### WHAT YOU SHOULD DO:
Pull every line from the records that has the word "digest" in it.

[Collected data entries]
//! Account service: registration, token authentication and profiles.

use std::sync::Arc;

use async_trait::async_trait;
use chrono::{DateTime, Duration, Utc};
use mockable::Clock;
use serde_json::json;
use tracing::info;

use crate::domain::access::require_role;
use crate::domain::ports::{
    AccountService, AuthSessionRepository, IssuedToken, LoginOutcome, PasswordChange,
    Registration, ReviewRepository, SkillRepository, TwoFactorRepository, UserRepository,
};
use crate::domain::{
    Actor, AuthSession, BearerToken, CHALLENGE_TTL_MINUTES, Error, LoginChallenge,
    LoginCredentials, MentorCard, MentorRating, Password, PasswordHash, PasswordHashError,
    ProfileUpdate, Role, User, UserId, validate_hourly_rate,
};

const INVALID_CREDENTIALS: &str = "invalid email or password";
const INVALID_TOKEN: &str = "invalid or expired token";
const WRONG_CURRENT_PASSWORD: &str = "current password is incorrect";

/// Account use-cases over the user, token, two-factor, review and skill
/// ports.
#[derive(Clone)]
pub struct Accounts {
    users: Arc<dyn UserRepository>,
    sessions: Arc<dyn AuthSessionRepository>,
    two_factor: Arc<dyn TwoFactorRepository>,
    reviews: Arc<dyn ReviewRepository>,
    skills: Arc<dyn SkillRepository>,
    clock: Arc<dyn Clock>,
    token_ttl: Duration,
}

impl Accounts {
    pub fn new(
        users: Arc<dyn UserRepository>,
        sessions: Arc<dyn AuthSessionRepository>,
        two_factor: Arc<dyn TwoFactorRepository>,
        reviews: Arc<dyn ReviewRepository>,
        skills: Arc<dyn SkillRepository>,
        clock: Arc<dyn Clock>,
        token_ttl: Duration,
    ) -> Self {
        Self {
            users,
            sessions,
            two_factor,
            reviews,
            skills,
            clock,
            token_ttl,
        }
    }

    async fn open_challenge(&self, user: &User) -> Result<LoginOutcome, Error> {
        let challenge = BearerToken::generate();
        let expires_at = self.clock.utc() + Duration::minutes(CHALLENGE_TTL_MINUTES);
        self.two_factor
            .insert_challenge(&LoginChallenge {
                digest: challenge.digest(),
                user_id: user.id,
                attempts: 0,
                expires_at,
            })
            .await?;
        info!(user_id = %user.id, "password accepted, second factor required");
        Ok(LoginOutcome::ChallengeRequired {
            challenge,
            expires_at,
        })
    }

    async fn load(&self, user_id: &UserId) -> Result<User, Error> {
        self.users
            .find_by_id(user_id)
            .await?
            .ok_or_else(|| Error::not_found(format!("user {user_id} not found")))
    }
}

fn hash_error(err: PasswordHashError) -> Error {
    Error::internal(err.to_string())
}

/// Open a bearer session for `user` lasting `ttl` from `now`.
pub(super) async fn issue_token(
    sessions: &dyn AuthSessionRepository,
    user: User,
    now: DateTime<Utc>,
    ttl: Duration,
) -> Result<IssuedToken, Error> {
    let token = BearerToken::generate();
    let session = AuthSession {
        digest: token.digest(),
        user_id: user.id,
        expires_at: now + ttl,
        revoked: false,
    };
    sessions.insert(&session).await?;
    Ok(IssuedToken {
        token,
        expires_at: session.expires_at,
        user,
    })
}

async fn hash_password(password: Password) -> Result<PasswordHash, Error> {
    tokio::task::spawn_blocking(move || PasswordHash::hash(&password))
        .await
        .map_err(|err| Error::internal(format!("password hashing task failed: {err}")))?
        .map_err(hash_error)
}

pub(super) async fn verify_password(hash: PasswordHash, candidate: String) -> Result<bool, Error> {
    tokio::task::spawn_blocking(move || hash.verify(&candidate))
        .await
        .map_err(|err| Error::internal(format!("password check task failed: {err}")))?
        .map_err(hash_error)
}

#[async_trait]
impl AccountService for Accounts {
    async fn register(&self, registration: Registration) -> Result<User, Error> {
        if registration.role == Role::Admin {
            return Err(Error::invalid_request("role must be learner or mentor"));
        }
        let hourly_rate_cents = registration
            .hourly_rate_cents
            .map(validate_hourly_rate)
            .transpose()
            .map_err(|err| Error::invalid_request(err.to_string()))?;

        let user = User {
            id: UserId::random(),
            email: registration.email,
            display_name: registration.display_name,
            role: registration.role,
            bio: String::new(),
            timezone: registration.timezone,
            hourly_rate_cents,
            is_mentor_approved: false,
            created_at: self.clock.utc(),
        };
        let hash = hash_password(registration.password).await?;
        self.users.create(&user, &hash).await?;
        info!(user_id = %user.id, role = %user.role, "account registered");
        Ok(user)
    }

    async fn login(&self, credentials: &LoginCredentials) -> Result<LoginOutcome, Error> {
        let Some((user, hash)) = self.users.find_credentials(credentials.email()).await? else {
            return Err(Error::unauthorized(INVALID_CREDENTIALS));
        };
        if !verify_password(hash, credentials.password().to_owned()).await? {
            return Err(Error::unauthorized(INVALID_CREDENTIALS));
        }
        if self
            .two_factor
            .find(&user.id)
            .await?
            .is_some_and(|settings| settings.enabled)
        {
            return self.open_challenge(&user).await;
        }

        let issued = issue_token(&*self.sessions, user, self.clock.utc(), self.token_ttl).await?;
        info!(user_id = %issued.user.id, "login succeeded");
        Ok(LoginOutcome::Issued(issued))
    }

    async fn logout(&self, token: &BearerToken) -> Result<(), Error> {
        Ok(self.sessions.revoke(&token.digest()).await?)
    }

    async fn authenticate(&self, token: &BearerToken) -> Result<User, Error> {
        let session = self
            .sessions
            .find(&token.digest())
            .await?
            .filter(|session| session.is_active_at(self.clock.utc()))
            .ok_or_else(|| Error::unauthorized(INVALID_TOKEN))?;
        self.users
            .find_by_id(&session.user_id)
            .await?
            .ok_or_else(|| Error::unauthorized(INVALID_TOKEN))
    }

    async fn profile(&self, user_id: &UserId) -> Result<User, Error> {
        self.load(user_id).await
    }

    async fn update_profile(&self, user_id: &UserId, update: ProfileUpdate) -> Result<User, Error> {
        if let Some(rate) = update.hourly_rate_cents {
            validate_hourly_rate(rate).map_err(|err| Error::invalid_request(err.to_string()))?;
        }
        let mut user = self.load(user_id).await?;
        update.apply(&mut user);
        self.users.update(&user).await?;
        Ok(user)
    }

    async fn list_mentors(&self) -> Result<Vec<User>, Error> {
        Ok(self.users.list_approved_mentors().await?)
    }

    async fn mentor_profile(&self, mentor_id: &UserId) -> Result<MentorCard, Error> {
        let mentor = self
            .users
            .find_by_id(mentor_id)
            .await?
            .filter(User::is_bookable_mentor)
            .ok_or_else(|| Error::not_found(format!("mentor {mentor_id} not found")))?;
        let reviews = self.reviews.for_mentor(mentor_id).await?;
        let skills = self.skills.mentor_skills(mentor_id).await?;
        Ok(MentorCard {
            rating: MentorRating::from_reviews(mentor.id, &reviews),
            skills,
            mentor,
        })
    }

    async fn approve_mentor(&self, actor: &Actor, mentor_id: &UserId) -> Result<User, Error> {
        require_role(actor, Role::Admin)?;
        let mut user = self.load(mentor_id).await?;
        if user.role != Role::Mentor {
            return Err(Error::invalid_request("user is not a mentor"));
        }
        user.is_mentor_approved = true;
        self.users.update(&user).await?;
        info!(mentor_id = %user.id, approved_by = %actor.user_id, "mentor approved");
        Ok(user)
    }

    async fn pending_mentors(&self, actor: &Actor) -> Result<Vec<User>, Error> {
        require_role(actor, Role::Admin)?;
        Ok(self.users.list_pending_mentors().await?)
    }

    async fn change_password(
        &self,
        user_id: &UserId,
        keep: &BearerToken,
        change: PasswordChange,
    ) -> Result<(), Error> {
        let stored = self
            .users
            .find_password_hash(user_id)
            .await?
            .ok_or_else(|| Error::not_found(format!("user {user_id} not found")))?;
        if !verify_password(stored, change.current.expose().to_owned()).await? {
            return Err(Error::invalid_request(WRONG_CURRENT_PASSWORD)
                .with_details(json!({ "field": "currentPassword", "code": "incorrect" })));
        }
        let hash = hash_password(change.replacement).await?;
        if !self.users.update_password(user_id, &hash).await? {
            return Err(Error::not_found(format!("user {user_id} not found")));
        }
        let revoked = self.sessions.revoke_others(user_id, &keep.digest()).await?;
        info!(%user_id, revoked, "password changed");
        Ok(())
    }
}

#[cfg(test)]
#[path = "account_service_tests.rs"]
mod tests;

### ANSWER BOX:
                digest: challenge.digest(),
        digest: token.digest(),
        Ok(self.sessions.revoke(&token.digest()).await?)
            .find(&token.digest())
        let revoked = self.sessions.revoke_others(user_id, &keep.digest()).await?;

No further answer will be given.